#### Data excerpts
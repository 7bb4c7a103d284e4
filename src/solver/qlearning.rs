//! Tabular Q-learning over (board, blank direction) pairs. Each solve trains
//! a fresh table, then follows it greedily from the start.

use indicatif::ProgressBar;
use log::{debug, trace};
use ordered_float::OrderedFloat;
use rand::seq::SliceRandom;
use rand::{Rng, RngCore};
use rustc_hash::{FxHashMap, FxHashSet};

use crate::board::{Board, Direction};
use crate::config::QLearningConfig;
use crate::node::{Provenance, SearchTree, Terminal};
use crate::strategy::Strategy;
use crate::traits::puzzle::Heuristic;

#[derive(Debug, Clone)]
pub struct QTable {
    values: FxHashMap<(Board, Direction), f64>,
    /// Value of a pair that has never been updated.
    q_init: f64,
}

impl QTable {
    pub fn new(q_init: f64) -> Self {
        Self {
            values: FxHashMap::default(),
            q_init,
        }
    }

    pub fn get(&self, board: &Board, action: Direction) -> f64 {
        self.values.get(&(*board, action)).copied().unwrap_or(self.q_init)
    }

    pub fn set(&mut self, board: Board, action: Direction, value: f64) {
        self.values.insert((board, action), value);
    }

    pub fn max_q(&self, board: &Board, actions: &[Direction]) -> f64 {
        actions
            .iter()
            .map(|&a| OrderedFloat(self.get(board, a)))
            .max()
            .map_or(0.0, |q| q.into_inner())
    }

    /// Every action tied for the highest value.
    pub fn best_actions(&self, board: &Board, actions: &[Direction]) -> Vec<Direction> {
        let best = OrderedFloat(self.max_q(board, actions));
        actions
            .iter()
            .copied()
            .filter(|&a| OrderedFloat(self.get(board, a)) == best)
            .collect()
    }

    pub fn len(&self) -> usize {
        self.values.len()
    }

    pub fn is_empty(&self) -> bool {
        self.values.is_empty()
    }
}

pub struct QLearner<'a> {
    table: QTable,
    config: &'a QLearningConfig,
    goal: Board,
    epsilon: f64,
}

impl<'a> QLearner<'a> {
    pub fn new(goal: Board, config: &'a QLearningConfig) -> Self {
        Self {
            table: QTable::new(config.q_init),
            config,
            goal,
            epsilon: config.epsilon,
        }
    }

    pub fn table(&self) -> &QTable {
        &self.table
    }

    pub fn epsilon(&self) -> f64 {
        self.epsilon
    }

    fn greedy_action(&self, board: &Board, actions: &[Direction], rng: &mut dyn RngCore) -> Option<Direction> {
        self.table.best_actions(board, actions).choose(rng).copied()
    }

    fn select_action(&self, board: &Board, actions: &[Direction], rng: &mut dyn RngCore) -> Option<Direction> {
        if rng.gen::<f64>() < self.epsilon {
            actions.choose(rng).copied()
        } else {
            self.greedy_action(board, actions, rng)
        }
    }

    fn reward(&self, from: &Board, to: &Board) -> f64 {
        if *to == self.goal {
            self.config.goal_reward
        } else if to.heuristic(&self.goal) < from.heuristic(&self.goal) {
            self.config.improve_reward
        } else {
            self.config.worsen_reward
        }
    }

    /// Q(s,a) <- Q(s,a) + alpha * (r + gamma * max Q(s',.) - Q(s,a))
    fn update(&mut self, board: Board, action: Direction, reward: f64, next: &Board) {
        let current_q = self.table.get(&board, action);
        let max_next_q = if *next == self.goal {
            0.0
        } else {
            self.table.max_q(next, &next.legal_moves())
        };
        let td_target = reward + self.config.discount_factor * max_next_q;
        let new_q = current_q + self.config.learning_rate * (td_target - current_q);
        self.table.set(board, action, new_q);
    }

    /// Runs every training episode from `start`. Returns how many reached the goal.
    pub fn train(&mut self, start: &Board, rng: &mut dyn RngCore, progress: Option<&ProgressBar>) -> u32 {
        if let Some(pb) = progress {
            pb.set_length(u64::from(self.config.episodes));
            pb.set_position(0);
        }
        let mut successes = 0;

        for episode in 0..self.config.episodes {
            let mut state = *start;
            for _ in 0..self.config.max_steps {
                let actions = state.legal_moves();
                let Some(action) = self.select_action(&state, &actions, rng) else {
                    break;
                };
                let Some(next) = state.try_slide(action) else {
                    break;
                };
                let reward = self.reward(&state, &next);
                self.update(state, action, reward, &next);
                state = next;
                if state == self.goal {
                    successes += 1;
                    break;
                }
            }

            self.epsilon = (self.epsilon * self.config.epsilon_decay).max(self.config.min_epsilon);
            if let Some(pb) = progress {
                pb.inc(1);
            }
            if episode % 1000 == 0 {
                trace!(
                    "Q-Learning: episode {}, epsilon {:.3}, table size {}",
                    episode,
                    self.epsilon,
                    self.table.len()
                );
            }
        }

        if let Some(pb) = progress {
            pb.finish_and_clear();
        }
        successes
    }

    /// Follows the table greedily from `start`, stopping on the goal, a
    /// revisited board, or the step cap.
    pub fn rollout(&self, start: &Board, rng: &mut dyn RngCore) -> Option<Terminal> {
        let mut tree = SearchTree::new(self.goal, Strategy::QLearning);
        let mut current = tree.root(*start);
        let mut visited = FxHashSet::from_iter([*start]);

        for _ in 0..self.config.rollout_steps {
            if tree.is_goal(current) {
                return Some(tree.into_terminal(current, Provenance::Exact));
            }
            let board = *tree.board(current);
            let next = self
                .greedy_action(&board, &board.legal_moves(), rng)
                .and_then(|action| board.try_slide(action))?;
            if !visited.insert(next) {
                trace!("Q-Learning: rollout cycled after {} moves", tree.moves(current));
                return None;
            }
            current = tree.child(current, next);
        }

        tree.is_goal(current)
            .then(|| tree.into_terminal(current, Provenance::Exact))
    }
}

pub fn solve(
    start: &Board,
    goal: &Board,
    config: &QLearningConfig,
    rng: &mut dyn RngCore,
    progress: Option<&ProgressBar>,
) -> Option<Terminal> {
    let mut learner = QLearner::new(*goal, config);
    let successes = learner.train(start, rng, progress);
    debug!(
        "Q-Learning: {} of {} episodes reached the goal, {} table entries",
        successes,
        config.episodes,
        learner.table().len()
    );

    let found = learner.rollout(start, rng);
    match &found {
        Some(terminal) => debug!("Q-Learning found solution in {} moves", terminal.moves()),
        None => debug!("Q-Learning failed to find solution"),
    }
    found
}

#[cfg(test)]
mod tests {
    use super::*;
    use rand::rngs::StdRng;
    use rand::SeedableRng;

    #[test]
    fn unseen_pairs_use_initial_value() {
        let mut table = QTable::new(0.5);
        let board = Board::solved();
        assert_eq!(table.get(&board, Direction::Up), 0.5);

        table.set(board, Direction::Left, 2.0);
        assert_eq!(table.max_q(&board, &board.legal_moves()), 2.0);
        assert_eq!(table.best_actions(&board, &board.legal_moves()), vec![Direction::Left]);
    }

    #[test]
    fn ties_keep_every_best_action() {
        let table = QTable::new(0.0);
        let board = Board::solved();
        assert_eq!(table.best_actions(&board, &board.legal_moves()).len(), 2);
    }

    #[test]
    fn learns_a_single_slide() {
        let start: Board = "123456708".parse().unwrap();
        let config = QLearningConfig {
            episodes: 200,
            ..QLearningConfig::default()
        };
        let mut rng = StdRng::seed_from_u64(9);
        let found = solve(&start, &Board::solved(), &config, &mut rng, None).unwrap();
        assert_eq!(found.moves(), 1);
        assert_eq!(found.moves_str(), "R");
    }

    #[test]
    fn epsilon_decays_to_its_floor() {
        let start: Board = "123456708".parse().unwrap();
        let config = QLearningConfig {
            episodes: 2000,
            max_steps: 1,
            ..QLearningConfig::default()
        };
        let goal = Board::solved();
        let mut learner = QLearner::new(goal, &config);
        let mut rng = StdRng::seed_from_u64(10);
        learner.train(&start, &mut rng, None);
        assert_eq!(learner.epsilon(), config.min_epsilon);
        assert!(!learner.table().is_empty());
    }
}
########
#### Data excerpts
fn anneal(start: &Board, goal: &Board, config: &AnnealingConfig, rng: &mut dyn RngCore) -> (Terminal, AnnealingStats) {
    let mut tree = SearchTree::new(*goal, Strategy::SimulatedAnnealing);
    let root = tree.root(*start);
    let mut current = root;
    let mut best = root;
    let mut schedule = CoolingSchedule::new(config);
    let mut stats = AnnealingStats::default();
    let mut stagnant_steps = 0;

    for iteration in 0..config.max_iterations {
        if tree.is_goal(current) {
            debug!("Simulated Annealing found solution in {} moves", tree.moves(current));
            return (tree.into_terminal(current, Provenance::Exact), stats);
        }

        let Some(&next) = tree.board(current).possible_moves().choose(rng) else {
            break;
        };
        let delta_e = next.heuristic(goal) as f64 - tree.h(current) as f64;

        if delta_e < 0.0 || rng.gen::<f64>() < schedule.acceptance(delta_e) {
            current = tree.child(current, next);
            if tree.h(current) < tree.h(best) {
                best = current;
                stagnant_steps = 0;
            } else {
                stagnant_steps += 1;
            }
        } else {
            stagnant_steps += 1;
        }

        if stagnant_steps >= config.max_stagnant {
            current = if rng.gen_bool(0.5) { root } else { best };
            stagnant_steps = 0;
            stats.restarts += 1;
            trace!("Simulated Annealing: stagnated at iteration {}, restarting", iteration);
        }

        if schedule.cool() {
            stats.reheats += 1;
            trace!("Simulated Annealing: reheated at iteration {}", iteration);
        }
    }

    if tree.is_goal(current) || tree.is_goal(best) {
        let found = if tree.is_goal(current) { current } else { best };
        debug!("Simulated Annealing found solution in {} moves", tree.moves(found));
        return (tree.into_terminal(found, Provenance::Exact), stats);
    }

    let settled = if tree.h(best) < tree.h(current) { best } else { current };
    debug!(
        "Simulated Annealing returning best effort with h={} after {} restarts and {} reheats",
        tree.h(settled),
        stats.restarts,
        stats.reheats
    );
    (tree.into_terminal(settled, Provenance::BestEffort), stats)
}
########
#### Data excerpts
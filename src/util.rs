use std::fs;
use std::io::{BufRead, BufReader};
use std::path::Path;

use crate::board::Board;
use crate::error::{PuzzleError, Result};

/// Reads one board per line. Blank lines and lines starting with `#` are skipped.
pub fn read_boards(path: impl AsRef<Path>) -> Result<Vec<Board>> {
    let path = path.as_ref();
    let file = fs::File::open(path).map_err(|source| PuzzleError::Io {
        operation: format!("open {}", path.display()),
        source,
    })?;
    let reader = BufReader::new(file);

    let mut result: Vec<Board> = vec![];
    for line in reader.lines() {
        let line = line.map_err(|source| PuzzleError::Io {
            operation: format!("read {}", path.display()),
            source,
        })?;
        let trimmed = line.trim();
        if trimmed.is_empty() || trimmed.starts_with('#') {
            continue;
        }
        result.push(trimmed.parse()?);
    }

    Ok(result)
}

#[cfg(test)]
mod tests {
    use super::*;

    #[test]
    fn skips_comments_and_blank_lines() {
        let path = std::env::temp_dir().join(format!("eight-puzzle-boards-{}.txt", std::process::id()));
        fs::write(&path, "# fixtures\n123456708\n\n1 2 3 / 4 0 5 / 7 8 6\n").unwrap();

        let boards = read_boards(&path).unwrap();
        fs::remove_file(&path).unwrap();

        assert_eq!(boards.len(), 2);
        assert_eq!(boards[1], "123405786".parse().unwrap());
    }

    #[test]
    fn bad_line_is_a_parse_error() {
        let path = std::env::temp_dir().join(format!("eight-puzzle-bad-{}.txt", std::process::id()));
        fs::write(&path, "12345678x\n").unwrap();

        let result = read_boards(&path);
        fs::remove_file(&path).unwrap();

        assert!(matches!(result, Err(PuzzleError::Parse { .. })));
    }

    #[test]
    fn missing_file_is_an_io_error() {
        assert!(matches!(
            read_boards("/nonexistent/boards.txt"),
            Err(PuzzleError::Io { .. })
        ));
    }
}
########
• [Brief]
Go line by line through the records above and copy each one containing "Provenance".

• [Exercise solution]
use crate::node::{Provenance, SearchTree, Terminal};
                return Some(tree.into_terminal(current, Provenance::Exact));
            .then(|| tree.into_terminal(current, Provenance::Exact))
            return (tree.into_terminal(current, Provenance::Exact), stats);
        return (tree.into_terminal(found, Provenance::Exact), stats);
    (tree.into_terminal(settled, Provenance::BestEffort), stats)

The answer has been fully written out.